This is the number that shows most Luzerne County residents have no right to grumble about local government: 19.79 percent.
That’s the pathetic percentage of people 18 or over in Luzerne County who voted in May’s primary election. It was an historic low.
So 80 percent — four-fifths — of those old enough to vote did not. Sure, a chunk of them were registered but not with the two major parties and thus ineligible to vote in Pennsylvania’s closed primary. And sure, others had legitimate reasons for not voting. But there aren’t enough mitigating factors in the county to make that turnout anything but shameful.
And while the general municipal election is still a bit more than six weeks away, here’s another important number at the core of increasing voter participation: 11 weekdays.
That’s how long you have to register to vote in time for the Nov. 5 election. If you’re not registered by Oct. 7, you’re not voting.
You can download a registration form from the Luzerne County Bureau of Elections at luzernecounty.org, and mail or take it to:
Luzerne County Bureau of Elections
Voter Registration Division
20 N. Pennsylvania Ave., Suite 207,
Wilkes-Barre, PA. 18701-3505
If you are registered, study the candidates for your local offices and for county and any other offices on your ballot. Find your voting poll location (also available on the county website), and get to the polls and vote.

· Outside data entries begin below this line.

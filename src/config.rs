//! Configuration loading and defaults.
//!
//! Configuration is resolved in order of precedence (highest wins):
//!
//! 1. **Environment variables**: `KFWD_ADDRESS`, `KFWD_NAMESPACE`
//! 2. **Config file**: path via `--config <path>`, or `kfwd.toml` in CWD
//! 3. **Compiled defaults**: see each field's default value below
//!
//! The TOML file mirrors the struct hierarchy:
//!
//! ```toml
//! [forward]
//! address = "localhost"      # bind address when the dialog field is empty
//! max_forwarders = 0         # 0 = unlimited
//! stop_timeout_ms = 3000     # wait for tunnels to acknowledge a stop
//! probe_interval_secs = 5    # how often live targets are re-checked
//!
//! [cluster]
//! namespace = "default"
//!
//! [logging]
//! level = "info"
//! ```

use std::path::Path;
use std::time::Duration;

use serde::Deserialize;

use crate::error::ForwardError;

const DEFAULT_CONFIG_FILE: &str = "kfwd.toml";

/// Top-level configuration, deserialized from TOML.
#[derive(Debug, Clone, Default, Deserialize)]
pub struct Config {
    #[serde(default)]
    pub forward: ForwardConfig,
    #[serde(default)]
    pub cluster: ClusterConfig,
    #[serde(default)]
    pub logging: LoggingConfig,
}

/// Port-forward defaults and limits.
#[derive(Debug, Clone, Deserialize)]
pub struct ForwardConfig {
    /// Bind address used when the operator leaves the field empty
    /// (default `localhost`). Override with `KFWD_ADDRESS`.
    #[serde(default = "default_address")]
    pub address: String,
    /// Maximum concurrent forwarders (default 0 = unlimited).
    #[serde(default)]
    pub max_forwarders: usize,
    /// Milliseconds to wait for tunnel tasks to acknowledge a stop before
    /// they are aborted (default 3000).
    #[serde(default = "default_stop_timeout_ms")]
    pub stop_timeout_ms: u64,
    /// Seconds between liveness probes of forwarded pods (default 5).
    #[serde(default = "default_probe_interval")]
    pub probe_interval_secs: u64,
}

/// Cluster access settings.
#[derive(Debug, Clone, Deserialize)]
pub struct ClusterConfig {
    /// Namespace used for bare pod names. Override with `KFWD_NAMESPACE`.
    #[serde(default = "default_namespace")]
    pub namespace: String,
}

/// Logging configuration.
#[derive(Debug, Clone, Deserialize)]
pub struct LoggingConfig {
    /// tracing filter level (default `info`). Overridden by `RUST_LOG` env var.
    #[serde(default = "default_log_level")]
    pub level: String,
}

fn default_address() -> String {
    "localhost".to_string()
}
fn default_stop_timeout_ms() -> u64 {
    3000
}
fn default_probe_interval() -> u64 {
    5
}
fn default_namespace() -> String {
    "default".to_string()
}
fn default_log_level() -> String {
    "info".to_string()
}

impl Default for ForwardConfig {
    fn default() -> Self {
        Self {
            address: default_address(),
            max_forwarders: 0,
            stop_timeout_ms: default_stop_timeout_ms(),
            probe_interval_secs: default_probe_interval(),
        }
    }
}

impl ForwardConfig {
    pub fn stop_timeout(&self) -> Duration {
        Duration::from_millis(self.stop_timeout_ms)
    }

    pub fn probe_interval(&self) -> Duration {
        Duration::from_secs(self.probe_interval_secs.max(1))
    }
}

impl Default for ClusterConfig {
    fn default() -> Self {
        Self {
            namespace: default_namespace(),
        }
    }
}

impl Default for LoggingConfig {
    fn default() -> Self {
        Self {
            level: default_log_level(),
        }
    }
}

impl Config {
    /// Load configuration with the precedence chain: env vars > file > defaults.
    ///
    /// If `path` is `Some`, that file must exist. Otherwise `kfwd.toml` in the
    /// current directory is used when present, falling back to compiled
    /// defaults.
    pub fn load(path: Option<&str>) -> Result<Self, ForwardError> {
        let mut config = match path {
            Some(p) => Self::from_file(Path::new(p))?,
            None if Path::new(DEFAULT_CONFIG_FILE).exists() => {
                Self::from_file(Path::new(DEFAULT_CONFIG_FILE))?
            }
            None => Self::default(),
        };

        // Env var overrides
        if let Ok(address) = std::env::var("KFWD_ADDRESS") {
            config.forward.address = address;
        }
        if let Ok(ns) = std::env::var("KFWD_NAMESPACE") {
            config.cluster.namespace = ns;
        }

        Ok(config)
    }

    fn from_file(path: &Path) -> Result<Self, ForwardError> {
        let content = std::fs::read_to_string(path).map_err(|e| {
            ForwardError::Config(format!("failed to read {}: {e}", path.display()))
        })?;
        toml::from_str(&content).map_err(|e| {
            ForwardError::Config(format!("failed to parse {}: {e}", path.display()))
        })
    }
}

If you are not registered, get online or head to the election bureau as soon as you can. Take care of this vital right. Don’t buy the arguments that you can’t make a difference, or that none of the candidates merits your vote, or that it doesn’t matter who gets in because they all end up the same.
None of that is true if voters take their responsibility seriously and use the right to vote wisely and consistently.
But when fewer than 20 percent of those old enough to vote do so, this is no longer a democracy.
It’s a travesty.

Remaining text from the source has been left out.